Several alterations in thyroid function test (TFT) results have been associated with mortality in elderly patients. Our aim was to investigate the relationship between TFT results and all-cause and cardiovascular (CV) mortality in aged hospitalized patients. A 7-year prospective observational study was conducted. TFTs were performed at hospital admission, and mortality was registered in the follow-up period. Participants were 404 patients aged >65 years admitted to the Department of Geriatrics, Hospital General, Segovia, Spain, for any reason during 2005. The study evaluated the association between TFT results and mortality from all causes and CV diseases.

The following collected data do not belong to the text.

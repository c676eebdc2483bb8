//! Calendar month key used for budget matching and display
//!
//! A `MonthKey` renders as `"YYYY-MM"`, the exact 7-character sequence the
//! month-to-date accounting searches for inside transaction date strings.

use chrono::{Datelike, Local, NaiveDate};
use std::fmt;

/// A calendar month (year + month number)
#[derive(Debug, Clone, Copy, PartialEq, Eq, PartialOrd, Ord, Hash)]
pub struct MonthKey {
    pub year: i32,
    pub month: u32,
}

impl MonthKey {
    /// Create a month key from a year and a 1-based month number
    pub const fn new(year: i32, month: u32) -> Self {
        Self { year, month }
    }

    /// The month containing today, from the local wall clock
    pub fn current() -> Self {
        Self::from_date(Local::now().date_naive())
    }

    /// The month containing a given date
    pub fn from_date(date: NaiveDate) -> Self {
        Self {
            year: date.year(),
            month: date.month(),
        }
    }

    /// Parse a month key from "YYYY-MM"
    pub fn parse(s: &str) -> Result<Self, MonthParseError> {
        let s = s.trim();
        let Some((year_part, month_part)) = s.split_once('-') else {
            return Err(MonthParseError::InvalidFormat(s.to_string()));
        };

        let year: i32 = year_part
            .parse()
            .map_err(|_| MonthParseError::InvalidFormat(s.to_string()))?;
        let month: u32 = month_part
            .parse()
            .map_err(|_| MonthParseError::InvalidFormat(s.to_string()))?;

        if !(1..=12).contains(&month) {
            return Err(MonthParseError::InvalidFormat(s.to_string()));
        }

        Ok(Self { year, month })
    }
}

impl fmt::Display for MonthKey {
    fn fmt(&self, f: &mut fmt::Formatter<'_>) -> fmt::Result {
        write!(f, "{:04}-{:02}", self.year, self.month)
    }
}

/// Error type for month key parsing
#[derive(Debug, Clone, PartialEq, Eq)]
pub enum MonthParseError {
    InvalidFormat(String),
}

impl fmt::Display for MonthParseError {
    fn fmt(&self, f: &mut fmt::Formatter<'_>) -> fmt::Result {
        match self {
            MonthParseError::InvalidFormat(s) => write!(f, "Invalid month (expected YYYY-MM): {}", s),
        }
    }
}

impl std::error::Error for MonthParseError {}
//! Core data models for budgetbook
//!
//! This module contains the data structures that represent the tracking
//! domain: ledger transactions, amounts, identifiers, and month keys.

pub mod amount;
pub mod ids;
pub mod month;
pub mod transaction;

pub use amount::{format_signed, Amount, AmountParseError};
pub use ids::TransactionId;
pub use month::{MonthKey, MonthParseError};
pub use transaction::{Transaction, TransactionKind};
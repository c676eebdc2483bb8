//! Transaction service
//!
//! Recording and deleting ledger entries. Expense recording consults the
//! category's monthly limit before appending: the check always runs against
//! the wall-clock current month, never the month of the entry's own date,
//! so back-dated entries are measured against today's spending.

use tracing::debug;

use crate::error::{BudgetError, BudgetResult};
use crate::models::{Amount, MonthKey, Transaction, TransactionKind};
use crate::storage::Storage;

use super::BudgetService;

/// Service for recording and deleting transactions
pub struct TransactionService<'a> {
    storage: &'a Storage,
}

impl<'a> TransactionService<'a> {
    /// Create a new transaction service
    pub fn new(storage: &'a Storage) -> Self {
        Self { storage }
    }

    /// Record an income entry; no limit logic applies
    pub fn record_income(
        &self,
        amount: Amount,
        category: &str,
        date: &str,
    ) -> BudgetResult<Transaction> {
        let txn = Transaction::new(amount, category, date, TransactionKind::Income);
        self.storage.ledger.append(txn.clone())?;
        debug!(%amount, category, date, "income recorded");
        Ok(txn)
    }

    /// Record an expense entry, enforcing the category's monthly limit
    ///
    /// With a limit L > 0 and month-to-date spending S, an amount A is
    /// rejected when S + A > L; reaching the limit exactly is allowed.
    /// A limit of 0 means no limit.
    pub fn record_expense(
        &self,
        amount: Amount,
        category: &str,
        date: &str,
    ) -> BudgetResult<Transaction> {
        let budget = BudgetService::new(self.storage);
        let limit = budget.limit_for(category)?;

        if !limit.is_zero() {
            let spent = budget.month_to_date_expense(category, MonthKey::current())?;
            if spent + amount > limit {
                return Err(BudgetError::LimitExceeded {
                    category: category.to_string(),
                    limit,
                    spent,
                    attempted: amount,
                });
            }
        }

        let txn = Transaction::new(amount, category, date, TransactionKind::Expense);
        self.storage.ledger.append(txn.clone())?;
        debug!(%amount, category, date, "expense recorded");
        Ok(txn)
    }

    /// Delete entries by ordinal position; returns how many were removed
    pub fn delete_at(&self, indices: &[usize]) -> BudgetResult<usize> {
        let removed = self.storage.ledger.remove_at(indices)?;
        debug!(removed, "transactions deleted");
        Ok(removed)
    }

    /// Full ledger in insertion order
    pub fn history(&self) -> BudgetResult<Vec<Transaction>> {
        self.storage.ledger.all()
    }
}
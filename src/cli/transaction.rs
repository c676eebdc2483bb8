//! Transaction CLI commands
//!
//! Implements CLI commands for recording income and expenses, listing
//! history, and deleting entries.

use chrono::NaiveDate;
use clap::Subcommand;

use crate::display::format_history_table;
use crate::error::{BudgetError, BudgetResult};
use crate::models::Amount;
use crate::services::TransactionService;
use crate::storage::Storage;

/// Transaction subcommands
#[derive(Subcommand)]
pub enum TransactionCommands {
    /// Record an income
    Income {
        /// Amount in whole currency units (e.g., "2500")
        amount: String,
        /// Category name
        category: String,
        /// Transaction date (YYYY-MM-DD), defaults to today
        #[arg(short, long)]
        date: Option<String>,
    },

    /// Record an expense (checked against the monthly budget limit)
    Expense {
        /// Amount in whole currency units (e.g., "45")
        amount: String,
        /// Category name
        category: String,
        /// Transaction date (YYYY-MM-DD), defaults to today
        #[arg(short, long)]
        date: Option<String>,
    },

    /// List all recorded transactions
    History,

    /// Delete transactions by their history numbers
    Delete {
        /// Transaction numbers as shown by 'history' (1-based)
        #[arg(required = true)]
        numbers: Vec<usize>,
    },
}

/// Handle a transaction command
pub fn handle_transaction_command(storage: &Storage, cmd: TransactionCommands) -> BudgetResult<()> {
    let service = TransactionService::new(storage);

    match cmd {
        TransactionCommands::Income {
            amount,
            category,
            date,
        } => {
            let amount = parse_amount(&amount)?;
            let category = resolve_category(storage, &category)?;
            let date = resolve_date(date)?;

            service.record_income(amount, &category, &date)?;
            println!("✓ Income recorded successfully.");
        }

        TransactionCommands::Expense {
            amount,
            category,
            date,
        } => {
            let amount = parse_amount(&amount)?;
            let category = resolve_category(storage, &category)?;
            let date = resolve_date(date)?;

            service.record_expense(amount, &category, &date)?;
            println!("✓ Expense recorded successfully.");
        }

        TransactionCommands::History => {
            let transactions = service.history()?;
            print!("{}", format_history_table(&transactions));
        }

        TransactionCommands::Delete { numbers } => {
            let count = service.history()?.len();
            let mut indices = Vec::with_capacity(numbers.len());
            for number in numbers {
                if number == 0 || number > count {
                    return Err(BudgetError::Validation(format!(
                        "No transaction numbered {}. Run 'history' to see valid numbers.",
                        number
                    )));
                }
                indices.push(number - 1);
            }

            let deleted = service.delete_at(&indices)?;
            if deleted == 0 {
                println!("Nothing to delete.");
            } else {
                println!("Transaction(s) deleted successfully.");
            }
        }
    }

    Ok(())
}

/// Parse a CLI amount argument
pub(crate) fn parse_amount(raw: &str) -> BudgetResult<Amount> {
    Amount::parse(raw)
        .map_err(|_| BudgetError::Validation("Please enter amount as a number.".to_string()))
}

/// Validate a category name against the configured category list
pub(crate) fn resolve_category(storage: &Storage, name: &str) -> BudgetResult<String> {
    if storage.settings().knows_category(name) {
        Ok(name.to_string())
    } else {
        Err(BudgetError::Validation(format!(
            "Unknown category: '{}'. Available: {}",
            name,
            storage.categories().join(", ")
        )))
    }
}

/// Parse a CLI date argument, defaulting to today
fn resolve_date(date: Option<String>) -> BudgetResult<String> {
    match date {
        Some(date_str) => {
            NaiveDate::parse_from_str(&date_str, "%Y-%m-%d").map_err(|_| {
                BudgetError::Validation(format!(
                    "Invalid date format: '{}'. Use YYYY-MM-DD",
                    date_str
                ))
            })?;
            Ok(date_str)
        }
        None => Ok(chrono::Local::now().date_naive().format("%Y-%m-%d").to_string()),
    }
}
//! Transaction display formatting
//!
//! Renders the transaction history as a terminal table. Row numbers are
//! 1-based and double as the ordinals the delete command takes.

use tabled::settings::Style;
use tabled::{Table, Tabled};

use crate::models::Transaction;

#[derive(Tabled)]
struct HistoryRow {
    #[tabled(rename = "No.")]
    no: usize,
    #[tabled(rename = "ID")]
    id: String,
    #[tabled(rename = "Date")]
    date: String,
    #[tabled(rename = "Type")]
    kind: String,
    #[tabled(rename = "Category")]
    category: String,
    #[tabled(rename = "Amount")]
    amount: String,
}

/// Format the transaction history as a table
pub fn format_history_table(transactions: &[Transaction]) -> String {
    if transactions.is_empty() {
        return "No transactions found.\n".to_string();
    }

    let rows: Vec<HistoryRow> = transactions
        .iter()
        .enumerate()
        .map(|(i, txn)| HistoryRow {
            no: i + 1,
            id: txn.id.to_string(),
            date: txn.date.clone(),
            kind: txn.kind.to_string(),
            category: txn.category.clone(),
            amount: txn.amount.to_string(),
        })
        .collect();

    let mut table = Table::new(rows);
    table.with(Style::psql());
    format!("{}\n", table)
}

#[cfg(test)]
mod tests {
    use super::*;
    use crate::models::{Amount, TransactionKind};

    #[test]
    fn test_empty_history() {
        assert_eq!(format_history_table(&[]), "No transactions found.\n");
    }

    #[test]
    fn test_history_rows_are_numbered_from_one() {
        let transactions = vec![
            Transaction::new(
                Amount::new(3000),
                "Salary",
                "2025-01-01",
                TransactionKind::Income,
            ),
            Transaction::new(
                Amount::new(45),
                "Food",
                "2025-01-03",
                TransactionKind::Expense,
            ),
        ];

        let text = format_history_table(&transactions);
        assert!(text.contains("No."));
        assert!(text.contains("Category"));
        assert!(text.contains("Salary"));
        assert!(text.contains("$3,000"));
        assert!(text.contains("Expense"));

        let first_data_line = text
            .lines()
            .find(|l| l.contains("Salary"))
            .unwrap()
            .trim_start();
        assert!(first_data_line.starts_with('1'));
    }
}
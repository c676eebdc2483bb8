//! CLI command for data export
//!
//! Writes the transaction ledger and statistics summary as CSV files.

use std::path::PathBuf;

use crate::error::BudgetResult;
use crate::export::export_workbook;
use crate::storage::Storage;

/// Handle the export command
pub fn handle_export_command(storage: &Storage, dir: Option<PathBuf>) -> BudgetResult<()> {
    let dir = dir.unwrap_or_else(|| PathBuf::from("."));
    let written = export_workbook(storage, &dir)?;

    for path in &written {
        println!("Data exported to {}", path.display());
    }

    Ok(())
}

#[cfg(test)]
mod tests {
    use super::*;
    use crate::config::BudgetPaths;
    use tempfile::TempDir;

    #[test]
    fn test_export_writes_both_files() {
        let temp_dir = TempDir::new().unwrap();
        let paths = BudgetPaths::with_base_dir(temp_dir.path().to_path_buf());
        let storage = Storage::new(paths).unwrap();
        storage.load_all().unwrap();

        handle_export_command(&storage, Some(temp_dir.path().to_path_buf())).unwrap();

        assert!(temp_dir.path().join("budget_data_transactions.csv").exists());
        assert!(temp_dir.path().join("budget_data_statistics.csv").exists());
    }
}
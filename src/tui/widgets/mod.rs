//! Reusable TUI widgets

pub mod input;
pub mod notice;

pub use input::TextInput;
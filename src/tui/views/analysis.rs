//! Monthly analysis view
//!
//! Proportional expense-by-category chart for the current month

use ratatui::{
    layout::Rect,
    style::{Color, Modifier, Style},
    text::{Line, Span},
    widgets::{Block, Borders, Paragraph},
    Frame,
};

use crate::models::MonthKey;
use crate::reports::MonthlyBreakdown;
use crate::tui::app::App;
use crate::tui::layout::MainPanelLayout;

/// Bar colors, cycled per category
const BAR_COLORS: [Color; 6] = [
    Color::Cyan,
    Color::Magenta,
    Color::Yellow,
    Color::Green,
    Color::Blue,
    Color::Red,
];

/// Render the monthly analysis view
pub fn render(frame: &mut Frame, app: &mut App, area: Rect) {
    let layout = MainPanelLayout::new(area);
    let month = MonthKey::current();

    // Render header
    render_header(frame, month, layout.header);

    // Render chart
    render_chart(frame, app, month, layout.content);
}

/// Render analysis header
fn render_header(frame: &mut Frame, month: MonthKey, area: Rect) {
    let block = Block::default()
        .title(format!(" Expense by Category - {} ", month))
        .title_style(
            Style::default()
                .fg(Color::Cyan)
                .add_modifier(Modifier::BOLD),
        )
        .borders(Borders::ALL)
        .border_style(Style::default().fg(Color::DarkGray));

    let paragraph = Paragraph::new("Esc: Back")
        .block(block)
        .style(Style::default().fg(Color::DarkGray));

    frame.render_widget(paragraph, area);
}

/// Render the per-category bar chart
fn render_chart(frame: &mut Frame, app: &mut App, month: MonthKey, area: Rect) {
    let block = Block::default()
        .borders(Borders::ALL)
        .border_style(Style::default().fg(Color::Cyan));

    let breakdown = match MonthlyBreakdown::generate(app.storage, month) {
        Ok(breakdown) => breakdown,
        Err(_) => {
            let text = Paragraph::new("Unable to read ledger data.")
                .block(block)
                .style(Style::default().fg(Color::Red));
            frame.render_widget(text, area);
            return;
        }
    };

    if breakdown.is_empty() {
        let text = Paragraph::new(format!("No expense data for {}.", month))
            .block(block)
            .style(Style::default().fg(Color::DarkGray));
        frame.render_widget(text, area);
        return;
    }

    // A 100% bar fills the space left of the fixed columns.
    let max_bar = (area.width as usize).saturating_sub(42).max(10);

    let mut lines = vec![Line::from("")];
    for (i, entry) in breakdown.entries.iter().enumerate() {
        let bar_len = ((entry.percentage / 100.0) * max_bar as f64).round() as usize;
        let color = BAR_COLORS[i % BAR_COLORS.len()];

        lines.push(Line::from(vec![
            Span::styled(
                format!("  {:<16}", entry.category),
                Style::default().fg(Color::White),
            ),
            Span::styled(
                format!("{:>10}", entry.amount.to_string()),
                Style::default().fg(Color::White),
            ),
            Span::styled(
                format!("{:>8.2}%  ", entry.percentage),
                Style::default().fg(Color::DarkGray),
            ),
            Span::styled("█".repeat(bar_len.max(1)), Style::default().fg(color)),
        ]));
    }

    lines.push(Line::from(""));
    lines.push(Line::from(vec![
        Span::styled(
            format!("  {:<16}", "Total"),
            Style::default().add_modifier(Modifier::BOLD),
        ),
        Span::styled(
            format!("{:>10}", breakdown.total_expense.to_string()),
            Style::default().add_modifier(Modifier::BOLD),
        ),
    ]));

    let paragraph = Paragraph::new(lines).block(block);

    frame.render_widget(paragraph, area);
}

TSH, free T₄, and free T₃ (FT₃) were measured on the first day of admission. In-hospital and total survival times, number of deaths, and all-cause and CV mortality were registered until the census date on January 1, 2012. During the study, 323 patients (80%) died. Kaplan-Meier analysis showed that median survival time for all-cause mortality was significantly lower in patients in the first tertile of serum FT₃, in the first tertile of TSH, and in the first tertile of serum free T₄ concentrations. Multivariate adjusted Cox regression analysis showed that the history of cancer (hazard ratio, 1.60; 95% confidence interval, 1.12-2.28; P = .009), age (1.03; 1.01-1.06; P = .003), and FT₃ levels (0.72; 0.63-0.84; P < .001) were significant factors related to all-cause mortality. The cause of death was known in 202 patients. Of this group, 61 patients (30.2%) died of CV disease. Patients in the first tertile of TSH and FT₃ exhibited a significant higher mortality due to CV disease. In the adjusted Cox regression analysis, FT₃ was a significant predictor of CV mortality (0.76; 0.63-0.91; P = .004). Alterations in TFT results during hospitalization are associated with long-term mortality in elderly patients. In particular, low FT₃ levels are significantly related to all-cause and CV mortality.